▶ _To do_
The expected response is a copy of every line in the entries below that includes the word "Serialize".
[Records provided]
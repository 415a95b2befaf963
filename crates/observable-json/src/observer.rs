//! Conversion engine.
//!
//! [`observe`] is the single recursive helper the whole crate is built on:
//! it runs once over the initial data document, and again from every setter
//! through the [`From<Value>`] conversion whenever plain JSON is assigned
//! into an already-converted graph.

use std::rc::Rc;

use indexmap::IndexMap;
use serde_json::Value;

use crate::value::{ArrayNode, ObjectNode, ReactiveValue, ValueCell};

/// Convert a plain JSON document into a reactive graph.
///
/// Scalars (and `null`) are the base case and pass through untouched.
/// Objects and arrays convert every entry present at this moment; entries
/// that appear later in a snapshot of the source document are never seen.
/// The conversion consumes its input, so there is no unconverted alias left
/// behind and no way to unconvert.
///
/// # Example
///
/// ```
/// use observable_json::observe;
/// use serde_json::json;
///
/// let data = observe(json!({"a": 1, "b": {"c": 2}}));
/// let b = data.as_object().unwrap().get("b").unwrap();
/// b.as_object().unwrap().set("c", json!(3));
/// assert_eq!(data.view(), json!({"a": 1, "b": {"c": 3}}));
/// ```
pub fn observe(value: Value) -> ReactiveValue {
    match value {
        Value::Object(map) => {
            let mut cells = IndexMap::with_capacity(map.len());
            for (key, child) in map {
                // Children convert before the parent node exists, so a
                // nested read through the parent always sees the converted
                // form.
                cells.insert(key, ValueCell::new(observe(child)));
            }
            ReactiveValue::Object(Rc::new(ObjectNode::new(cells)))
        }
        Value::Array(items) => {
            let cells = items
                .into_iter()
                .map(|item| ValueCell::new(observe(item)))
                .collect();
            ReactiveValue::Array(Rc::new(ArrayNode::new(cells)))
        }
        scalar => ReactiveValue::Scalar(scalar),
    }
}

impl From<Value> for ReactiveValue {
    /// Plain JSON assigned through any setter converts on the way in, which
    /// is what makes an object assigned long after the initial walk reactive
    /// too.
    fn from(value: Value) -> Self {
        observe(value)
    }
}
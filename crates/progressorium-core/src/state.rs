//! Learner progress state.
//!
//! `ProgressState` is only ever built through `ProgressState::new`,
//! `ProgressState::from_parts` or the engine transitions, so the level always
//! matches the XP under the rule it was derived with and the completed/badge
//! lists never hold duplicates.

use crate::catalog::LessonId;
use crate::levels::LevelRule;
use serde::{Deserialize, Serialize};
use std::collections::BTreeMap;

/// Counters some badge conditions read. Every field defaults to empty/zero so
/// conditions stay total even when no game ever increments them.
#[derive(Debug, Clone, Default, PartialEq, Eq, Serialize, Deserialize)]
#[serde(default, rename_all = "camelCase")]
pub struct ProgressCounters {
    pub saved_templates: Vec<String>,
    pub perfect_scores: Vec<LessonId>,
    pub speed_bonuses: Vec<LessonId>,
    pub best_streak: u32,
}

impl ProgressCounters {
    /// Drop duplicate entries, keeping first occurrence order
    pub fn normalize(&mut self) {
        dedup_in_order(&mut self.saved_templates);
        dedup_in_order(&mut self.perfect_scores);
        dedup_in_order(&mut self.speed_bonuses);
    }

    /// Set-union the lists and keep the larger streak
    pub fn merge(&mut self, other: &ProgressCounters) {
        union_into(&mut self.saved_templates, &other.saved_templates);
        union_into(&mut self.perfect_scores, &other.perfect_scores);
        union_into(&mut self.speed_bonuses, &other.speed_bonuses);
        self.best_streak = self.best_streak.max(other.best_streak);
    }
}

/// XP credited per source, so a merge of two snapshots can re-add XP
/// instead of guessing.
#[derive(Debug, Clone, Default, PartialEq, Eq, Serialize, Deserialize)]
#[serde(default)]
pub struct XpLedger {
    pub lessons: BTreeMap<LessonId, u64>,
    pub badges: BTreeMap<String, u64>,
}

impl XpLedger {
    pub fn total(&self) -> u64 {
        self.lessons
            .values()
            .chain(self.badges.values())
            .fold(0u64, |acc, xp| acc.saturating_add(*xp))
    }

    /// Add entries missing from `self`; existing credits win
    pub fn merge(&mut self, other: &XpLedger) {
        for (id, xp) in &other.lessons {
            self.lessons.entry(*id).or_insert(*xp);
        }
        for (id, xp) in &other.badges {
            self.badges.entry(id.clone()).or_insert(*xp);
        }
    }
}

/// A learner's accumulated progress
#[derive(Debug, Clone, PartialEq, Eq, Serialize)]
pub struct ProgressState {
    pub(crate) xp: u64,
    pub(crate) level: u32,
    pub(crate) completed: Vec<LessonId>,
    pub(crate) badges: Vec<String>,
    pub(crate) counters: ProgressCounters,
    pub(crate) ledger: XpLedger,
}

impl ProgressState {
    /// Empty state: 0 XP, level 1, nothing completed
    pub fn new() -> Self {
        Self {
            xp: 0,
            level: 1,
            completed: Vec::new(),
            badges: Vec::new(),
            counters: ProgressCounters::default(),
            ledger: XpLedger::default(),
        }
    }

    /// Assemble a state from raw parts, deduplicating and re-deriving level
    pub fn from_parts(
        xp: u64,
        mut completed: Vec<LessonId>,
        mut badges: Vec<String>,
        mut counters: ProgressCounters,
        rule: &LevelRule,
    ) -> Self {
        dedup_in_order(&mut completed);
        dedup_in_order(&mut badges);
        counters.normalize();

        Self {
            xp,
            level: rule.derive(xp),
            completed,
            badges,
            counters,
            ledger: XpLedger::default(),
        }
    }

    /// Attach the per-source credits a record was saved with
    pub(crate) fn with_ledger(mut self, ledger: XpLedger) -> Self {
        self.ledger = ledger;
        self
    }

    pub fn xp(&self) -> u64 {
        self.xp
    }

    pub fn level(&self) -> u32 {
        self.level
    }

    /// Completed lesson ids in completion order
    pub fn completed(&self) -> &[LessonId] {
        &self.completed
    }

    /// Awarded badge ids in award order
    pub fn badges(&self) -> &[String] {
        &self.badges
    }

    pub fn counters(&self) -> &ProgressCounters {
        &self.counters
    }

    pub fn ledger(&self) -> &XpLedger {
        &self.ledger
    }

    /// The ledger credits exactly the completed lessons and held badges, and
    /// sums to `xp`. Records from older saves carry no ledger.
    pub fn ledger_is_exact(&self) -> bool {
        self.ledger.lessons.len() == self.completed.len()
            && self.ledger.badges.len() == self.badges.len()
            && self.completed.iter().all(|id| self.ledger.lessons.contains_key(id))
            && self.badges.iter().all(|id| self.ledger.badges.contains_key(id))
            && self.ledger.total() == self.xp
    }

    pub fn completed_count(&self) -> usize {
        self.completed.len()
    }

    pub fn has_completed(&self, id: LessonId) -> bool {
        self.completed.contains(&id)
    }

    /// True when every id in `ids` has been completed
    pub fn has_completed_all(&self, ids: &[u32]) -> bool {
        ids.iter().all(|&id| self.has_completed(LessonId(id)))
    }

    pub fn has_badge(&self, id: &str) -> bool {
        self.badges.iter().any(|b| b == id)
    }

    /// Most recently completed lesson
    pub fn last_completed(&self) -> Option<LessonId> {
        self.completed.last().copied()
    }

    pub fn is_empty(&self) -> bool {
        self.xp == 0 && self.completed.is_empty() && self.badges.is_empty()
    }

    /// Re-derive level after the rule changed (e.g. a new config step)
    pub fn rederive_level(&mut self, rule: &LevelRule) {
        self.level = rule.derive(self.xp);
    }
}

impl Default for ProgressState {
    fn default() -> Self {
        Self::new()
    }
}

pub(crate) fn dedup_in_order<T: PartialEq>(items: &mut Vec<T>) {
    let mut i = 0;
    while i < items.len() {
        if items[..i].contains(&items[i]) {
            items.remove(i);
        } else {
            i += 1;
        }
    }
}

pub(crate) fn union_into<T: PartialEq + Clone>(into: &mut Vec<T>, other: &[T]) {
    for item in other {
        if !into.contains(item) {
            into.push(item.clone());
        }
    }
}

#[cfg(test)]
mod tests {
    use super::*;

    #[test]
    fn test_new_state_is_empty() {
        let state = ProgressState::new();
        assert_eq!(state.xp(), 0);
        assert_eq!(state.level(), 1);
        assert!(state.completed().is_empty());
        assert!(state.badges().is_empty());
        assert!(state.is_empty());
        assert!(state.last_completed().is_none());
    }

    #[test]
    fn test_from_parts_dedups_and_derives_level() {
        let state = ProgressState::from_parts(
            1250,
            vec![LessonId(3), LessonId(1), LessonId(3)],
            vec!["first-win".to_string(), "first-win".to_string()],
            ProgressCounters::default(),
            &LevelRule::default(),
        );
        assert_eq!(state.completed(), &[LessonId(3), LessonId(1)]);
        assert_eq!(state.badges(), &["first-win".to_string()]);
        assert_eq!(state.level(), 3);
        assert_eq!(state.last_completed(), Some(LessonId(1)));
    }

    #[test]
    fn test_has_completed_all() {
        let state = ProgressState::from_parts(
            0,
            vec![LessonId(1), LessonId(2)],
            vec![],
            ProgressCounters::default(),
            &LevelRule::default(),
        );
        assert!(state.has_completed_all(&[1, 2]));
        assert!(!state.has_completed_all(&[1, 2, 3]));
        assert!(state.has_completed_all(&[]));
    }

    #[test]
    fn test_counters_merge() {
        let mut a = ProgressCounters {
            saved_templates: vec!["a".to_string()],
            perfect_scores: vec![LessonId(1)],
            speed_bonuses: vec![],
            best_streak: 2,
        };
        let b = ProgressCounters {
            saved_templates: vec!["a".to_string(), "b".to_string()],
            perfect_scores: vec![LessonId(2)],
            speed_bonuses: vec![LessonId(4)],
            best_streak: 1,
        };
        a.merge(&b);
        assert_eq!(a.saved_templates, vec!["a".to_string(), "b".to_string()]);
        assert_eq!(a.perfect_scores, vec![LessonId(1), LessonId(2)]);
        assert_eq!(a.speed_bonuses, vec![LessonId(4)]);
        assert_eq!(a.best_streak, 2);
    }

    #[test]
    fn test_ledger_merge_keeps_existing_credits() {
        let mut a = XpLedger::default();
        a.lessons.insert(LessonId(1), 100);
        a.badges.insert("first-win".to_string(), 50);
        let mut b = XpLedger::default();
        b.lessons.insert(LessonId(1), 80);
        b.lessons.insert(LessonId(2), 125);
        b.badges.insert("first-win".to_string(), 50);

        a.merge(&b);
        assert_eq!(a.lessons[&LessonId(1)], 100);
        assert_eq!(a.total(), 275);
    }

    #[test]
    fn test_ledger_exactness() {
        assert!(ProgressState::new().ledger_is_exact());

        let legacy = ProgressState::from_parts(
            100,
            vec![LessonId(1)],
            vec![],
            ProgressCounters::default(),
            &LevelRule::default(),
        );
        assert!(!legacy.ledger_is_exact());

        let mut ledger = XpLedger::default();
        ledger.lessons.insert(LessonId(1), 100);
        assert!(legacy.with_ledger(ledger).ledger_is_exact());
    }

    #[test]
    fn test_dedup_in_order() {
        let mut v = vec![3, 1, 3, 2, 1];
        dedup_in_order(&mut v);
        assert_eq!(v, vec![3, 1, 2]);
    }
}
[/Records provided]
▶ _Result of the task_
use serde::{Deserialize, Serialize};
#[derive(Debug, Clone, Default, PartialEq, Eq, Serialize, Deserialize)]
#[derive(Debug, Clone, Default, PartialEq, Eq, Serialize, Deserialize)]
#[derive(Debug, Clone, PartialEq, Eq, Serialize)]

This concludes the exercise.